Segment Start: Exercise inputs

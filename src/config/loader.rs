use std::path::Path;

use crate::args::DEFAULT_CONFIG_FILES;
use crate::error::{AppError, AppResult, ConfigError};

use super::types::ConfigFile;

/// First of the well-known config files present in the working directory.
#[must_use]
pub fn default_config_path() -> Option<&'static Path> {
    DEFAULT_CONFIG_FILES
        .into_iter()
        .map(Path::new)
        .find(|candidate| candidate.is_file())
}

/// Reads the config named by `--config`, or else a well-known file from the
/// working directory. `None` means neither exists.
///
/// # Errors
///
/// Returns an error when the chosen file is unreadable or malformed.
pub fn load_config(explicit: Option<&str>) -> AppResult<Option<ConfigFile>> {
    let chosen = match explicit {
        Some(path) => Path::new(path),
        None => match default_config_path() {
            Some(found) => {
                tracing::debug!(path = %found.display(), "Picked up default config");
                found
            }
            None => return Ok(None),
        },
    };
    load_config_file(chosen).map(Some)
}

pub(crate) fn load_config_file(path: &Path) -> AppResult<ConfigFile> {
    let text = std::fs::read_to_string(path).map_err(|source| {
        AppError::config(ConfigError::ReadConfig {
            path: path.to_path_buf(),
            source,
        })
    })?;
    let Some(ext) = path.extension() else {
        return Err(AppError::config(ConfigError::MissingExtension));
    };
    if ext.eq_ignore_ascii_case("toml") {
        return toml::from_str(&text).map_err(|source| {
            AppError::config(ConfigError::ParseToml {
                path: path.to_path_buf(),
                source,
            })
        });
    }
    if ext.eq_ignore_ascii_case("json") {
        return serde_json::from_str(&text).map_err(|source| {
            AppError::config(ConfigError::ParseJson {
                path: path.to_path_buf(),
                source,
            })
        });
    }
    Err(AppError::config(ConfigError::UnsupportedExtension {
        ext: ext.to_string_lossy().into_owned(),
    }))
}
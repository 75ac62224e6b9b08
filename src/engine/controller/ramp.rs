use std::time::Duration;

/// How often the ramp widens the worker gate.
pub(crate) const RAMP_TICK: Duration = Duration::from_millis(100);

/// Linear concurrency ramp from one worker to `target` over `ramp`.
#[derive(Debug, Clone)]
pub(crate) struct ConcurrencyRamp {
    target: usize,
    ramp: Duration,
    granted: usize,
}

impl ConcurrencyRamp {
    pub(crate) const fn new(target: usize, ramp: Duration) -> Self {
        Self {
            target,
            ramp,
            granted: 0,
        }
    }

    pub(crate) const fn is_active(&self) -> bool {
        !self.ramp.is_zero() && self.target > 1
    }

    /// Workers allowed `elapsed` into the ramp.
    pub(crate) fn desired_at(&self, elapsed: Duration) -> usize {
        if !self.is_active() || elapsed >= self.ramp {
            return self.target;
        }
        let scaled = u128::try_from(self.target)
            .unwrap_or(u128::MAX)
            .saturating_mul(elapsed.as_millis())
            .checked_div(self.ramp.as_millis().max(1))
            .unwrap_or(0);
        usize::try_from(scaled)
            .unwrap_or(self.target)
            .clamp(1, self.target)
    }

    /// Permits to add so the gate matches `elapsed`. Never shrinks.
    pub(crate) fn advance(&mut self, elapsed: Duration) -> usize {
        let desired = self.desired_at(elapsed);
        let add = desired.saturating_sub(self.granted);
        self.granted = self.granted.max(desired);
        add
    }

    /// Permits still missing to reach the full target.
    pub(crate) fn finish(&mut self) -> usize {
        let add = self.target.saturating_sub(self.granted);
        self.granted = self.target;
        add
    }
}

#[cfg(test)]
mod tests {
    use super::*;

    #[test]
    fn ramp_starts_at_one_and_reaches_target() -> Result<(), String> {
        let mut ramp = ConcurrencyRamp::new(10, Duration::from_secs(1));
        let first = ramp.advance(Duration::ZERO);
        if first != 1 {
            return Err(format!("Expected one worker at start, got {}", first));
        }
        let half = ramp.advance(Duration::from_millis(500));
        if half != 4 {
            return Err(format!("Expected 4 more workers at half ramp, got {}", half));
        }
        let rest = ramp.finish();
        if rest != 5 {
            return Err(format!("Expected 5 remaining workers, got {}", rest));
        }
        if ramp.advance(Duration::from_secs(2)) != 0 {
            return Err("Ramp granted past target".to_owned());
        }
        Ok(())
    }

    #[test]
    fn no_ramp_grants_everything() -> Result<(), String> {
        let mut ramp = ConcurrencyRamp::new(7, Duration::ZERO);
        if ramp.is_active() {
            return Err("Zero ramp must be inactive".to_owned());
        }
        let granted = ramp.advance(Duration::ZERO);
        if granted != 7 {
            return Err(format!("Expected 7 workers, got {}", granted));
        }
        Ok(())
    }
}
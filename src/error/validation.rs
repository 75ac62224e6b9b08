use thiserror::Error;

#[derive(Debug, Error)]
pub enum ValidationError {
    #[error("Invalid header format: '{value}'. Expected 'Key: Value'")]
    InvalidHeaderFormat { value: String },
    #[error("Duration must not be empty.")]
    DurationEmpty,
    #[error("Invalid duration '{value}'.")]
    InvalidDurationFormat { value: String },
    #[error("Invalid duration '{value}': {source}")]
    InvalidDurationNumber {
        value: String,
        #[source]
        source: std::num::ParseIntError,
    },
    #[error("Duration overflow.")]
    DurationOverflow,
    #[error("Invalid duration unit '{unit}'.")]
    InvalidDurationUnit { unit: String },
    #[error("Duration must be > 0.")]
    DurationZero,
    #[error("Value must be >= {min}.")]
    ValueTooSmall { min: u64 },
    #[error("Invalid value: {source}")]
    InvalidNumber {
        #[source]
        source: std::num::ParseIntError,
    },
    #[error("Invalid HTTP method '{value}'. Use get, post, put, patch, delete or head.")]
    InvalidMethod { value: String },
    #[error("Missing URL (set --url, --urls-file or provide urls in config).")]
    MissingUrl,
    #[error("Invalid URL '{url}': {source}")]
    InvalidUrl {
        url: String,
        #[source]
        source: url::ParseError,
    },
    #[error("URL '{url}' is missing host.")]
    UrlMissingHost { url: String },
    #[error("Unsupported URL scheme '{scheme}'. Use http or https.")]
    UnsupportedScheme { scheme: String },
    #[error("Failed to read URL file '{path}': {source}")]
    ReadUrlFile {
        path: std::path::PathBuf,
        #[source]
        source: std::io::Error,
    },
    #[error("URL file '{path}' contains no URLs.")]
    UrlFileEmpty { path: std::path::PathBuf },
    #[error("--rate cannot be combined with --round-size.")]
    RateRoundsConflict,
    #[error("--round-interval requires --round-size.")]
    RoundIntervalRequiresRoundSize,
    #[cfg(test)]
    #[error("Test expectation failed: {message}")]
    TestExpectation { message: &'static str },
    #[cfg(test)]
    #[error("Test expectation failed: {message}: {value}")]
    TestExpectationValue {
        message: &'static str,
        value: String,
    },
}
/// Waits for the pool to report that every worker exited, recording fatal
/// events on the way. A cancel request during the wait abandons in-flight
/// requests at once.
async fn wait_for_pool(
    events: &mut mpsc::UnboundedReceiver<PoolEvent>,
    deadline: Instant,
    cancel: &CancellationToken,
    abort: &CancellationToken,
    fault: &mut Option<RunFault>,
) -> PoolWait {
    let expiry = sleep_until(deadline);
    tokio::pin!(expiry);
    loop {
        let aborted = abort.is_cancelled();
        tokio::select! {
            biased;
            event = events.recv() => match event {
                Some(PoolEvent::Fatal(run_fault)) => {
                    if fault.is_none() {
                        error!("Run failed while draining: {}", run_fault);
                        *fault = Some(run_fault);
                    }
                    abort.cancel();
                }
                Some(PoolEvent::WorkerFault { .. }) => {}
                Some(PoolEvent::Finished) | None => return PoolWait::Finished,
            },
            () = cancel.cancelled(), if !aborted => {
                info!("Cancel requested while draining; abandoning in-flight requests");
                abort.cancel();
            }
            () = &mut expiry => return PoolWait::TimedOut,
        }
    }
}
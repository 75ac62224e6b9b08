use std::time::Duration;

use thiserror::Error;

use super::{ScenarioError, TargetError};

#[derive(Debug, Error)]
pub enum HttpError {
    #[error("Failed to build HTTP client: {source}")]
    BuildClientFailed {
        #[source]
        source: reqwest::Error,
    },
    #[error("Preflight request to '{url}' failed: {source}")]
    PreflightRequest {
        url: String,
        #[source]
        source: TargetError,
    },
    #[error("Preflight request to '{url}' was rejected: {detail}")]
    PreflightRejected { url: String, detail: String },
    #[error("Preflight request to '{url}' got no response within {timeout:?}.")]
    PreflightTimeout { url: String, timeout: Duration },
    #[error("Preflight request could not be built: {source}")]
    PreflightScenario {
        #[source]
        source: ScenarioError,
    },
    #[cfg(test)]
    #[error("Test expectation failed: {message}")]
    TestExpectation { message: &'static str },
    #[cfg(test)]
    #[error("Test expectation failed: {message}: {value}")]
    TestExpectationValue {
        message: &'static str,
        value: String,
    },
}
use std::path::PathBuf;
use std::sync::Arc;

use serde::Serialize;
use tokio::fs::OpenOptions;
use tokio::io::{AsyncWriteExt, BufWriter};
use tokio::sync::watch;
use tokio::task::JoinHandle;
use tracing::debug;

use crate::engine::StatsSnapshot;
use crate::error::OutputError;

#[derive(Serialize)]
struct SnapshotLine<'snapshot> {
    kind: &'static str,
    #[serde(flatten)]
    snapshot: &'snapshot StatsSnapshot,
}

/// Appends every published snapshot to `path` as one JSON line. The last
/// snapshot seen before the publisher goes away is tagged `final`, every
/// earlier one `progress`. Resolves to the number of lines written.
#[must_use]
pub(crate) fn spawn_snapshot_writer(
    path: PathBuf,
    mut snapshots: watch::Receiver<Arc<StatsSnapshot>>,
) -> JoinHandle<Result<u64, OutputError>> {
    tokio::spawn(async move {
        let file = OpenOptions::new()
            .create(true)
            .append(true)
            .open(&path)
            .await
            .map_err(|err| OutputError::OpenSnapshot {
                path: path.clone(),
                source: err,
            })?;
        let mut writer = BufWriter::new(file);
        let mut pending: Option<Arc<StatsSnapshot>> = None;
        let mut written: u64 = 0;

        while snapshots.changed().await.is_ok() {
            let latest = Arc::clone(&snapshots.borrow_and_update());
            if let Some(previous) = pending.replace(latest) {
                write_line(&mut writer, &path, "progress", &previous).await?;
                written = written.saturating_add(1);
            }
        }
        if let Some(last) = pending {
            write_line(&mut writer, &path, "final", &last).await?;
            written = written.saturating_add(1);
        }

        writer
            .flush()
            .await
            .map_err(|err| OutputError::WriteSnapshot {
                path: path.clone(),
                source: err,
            })?;
        debug!("Wrote {} snapshot lines to {}", written, path.display());
        Ok(written)
    })
}

async fn write_line(
    writer: &mut BufWriter<tokio::fs::File>,
    path: &std::path::Path,
    kind: &'static str,
    snapshot: &StatsSnapshot,
) -> Result<(), OutputError> {
    let mut line = serde_json::to_vec(&SnapshotLine { kind, snapshot })
        .map_err(|err| OutputError::SerializeSnapshot { source: err })?;
    line.push(b'\n');
    writer
        .write_all(&line)
        .await
        .map_err(|err| OutputError::WriteSnapshot {
            path: path.to_path_buf(),
            source: err,
        })
}

#[cfg(test)]
mod tests {
    use super::*;
    use crate::engine::OutcomeCounts;
    use tempfile::tempdir;

    fn run_async_test<F>(future: F) -> Result<(), String>
    where
        F: std::future::Future<Output = Result<(), String>>,
    {
        let runtime = tokio::runtime::Builder::new_current_thread()
            .enable_all()
            .build()
            .map_err(|err| format!("Failed to build runtime: {}", err))?;
        runtime.block_on(future)
    }

    fn snapshot(total: u64) -> Arc<StatsSnapshot> {
        Arc::new(StatsSnapshot {
            counts: OutcomeCounts {
                total,
                success: total,
                ..OutcomeCounts::default()
            },
            ..StatsSnapshot::default()
        })
    }

    #[test]
    fn writes_progress_then_final_lines() -> Result<(), String> {
        run_async_test(async {
            let dir = tempdir().map_err(|err| format!("tempdir failed: {}", err))?;
            let path = dir.path().join("snapshots.jsonl");
            let (tx, rx) = watch::channel(snapshot(0));
            let writer = spawn_snapshot_writer(path.clone(), rx);

            tx.send_replace(snapshot(5));
            tokio::time::sleep(std::time::Duration::from_millis(20)).await;
            tx.send_replace(snapshot(9));
            tokio::time::sleep(std::time::Duration::from_millis(20)).await;
            drop(tx);

            let written = writer
                .await
                .map_err(|err| format!("writer panicked: {}", err))?
                .map_err(|err| format!("writer failed: {}", err))?;
            if written != 2 {
                return Err(format!("Expected 2 lines, wrote {}", written));
            }

            let content = std::fs::read_to_string(&path)
                .map_err(|err| format!("read failed: {}", err))?;
            let lines: Vec<serde_json::Value> = content
                .lines()
                .map(serde_json::from_str)
                .collect::<Result<_, _>>()
                .map_err(|err| format!("invalid json line: {}", err))?;
            let kinds: Vec<&str> = lines
                .iter()
                .filter_map(|line| line.get("kind").and_then(serde_json::Value::as_str))
                .collect();
            if kinds != ["progress", "final"] {
                return Err(format!("Unexpected kinds {:?}", kinds));
            }
            let final_total = lines
                .last()
                .and_then(|line| line.pointer("/counts/total"))
                .and_then(serde_json::Value::as_u64);
            if final_total != Some(9) {
                return Err(format!("Unexpected final total {:?}", final_total));
            }
            Ok(())
        })
    }

    #[test]
    fn unwritable_path_is_reported() -> Result<(), String> {
        run_async_test(async {
            let dir = tempdir().map_err(|err| format!("tempdir failed: {}", err))?;
            let path = dir.path().join("missing").join("snapshots.jsonl");
            let (_tx, rx) = watch::channel(snapshot(0));
            match spawn_snapshot_writer(path, rx).await {
                Ok(Err(OutputError::OpenSnapshot { .. })) => Ok(()),
                other => Err(format!("Expected open error, got {:?}", other.map(|_| ()))),
            }
        })
    }
}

Segment End: Exercise inputs

- **Exercise requirements**
Copy out each line of the material above that holds the word "working".

- **Solution to this exercise**
/// First of the well-known config files present in the working directory.
/// working directory. `None` means neither exists.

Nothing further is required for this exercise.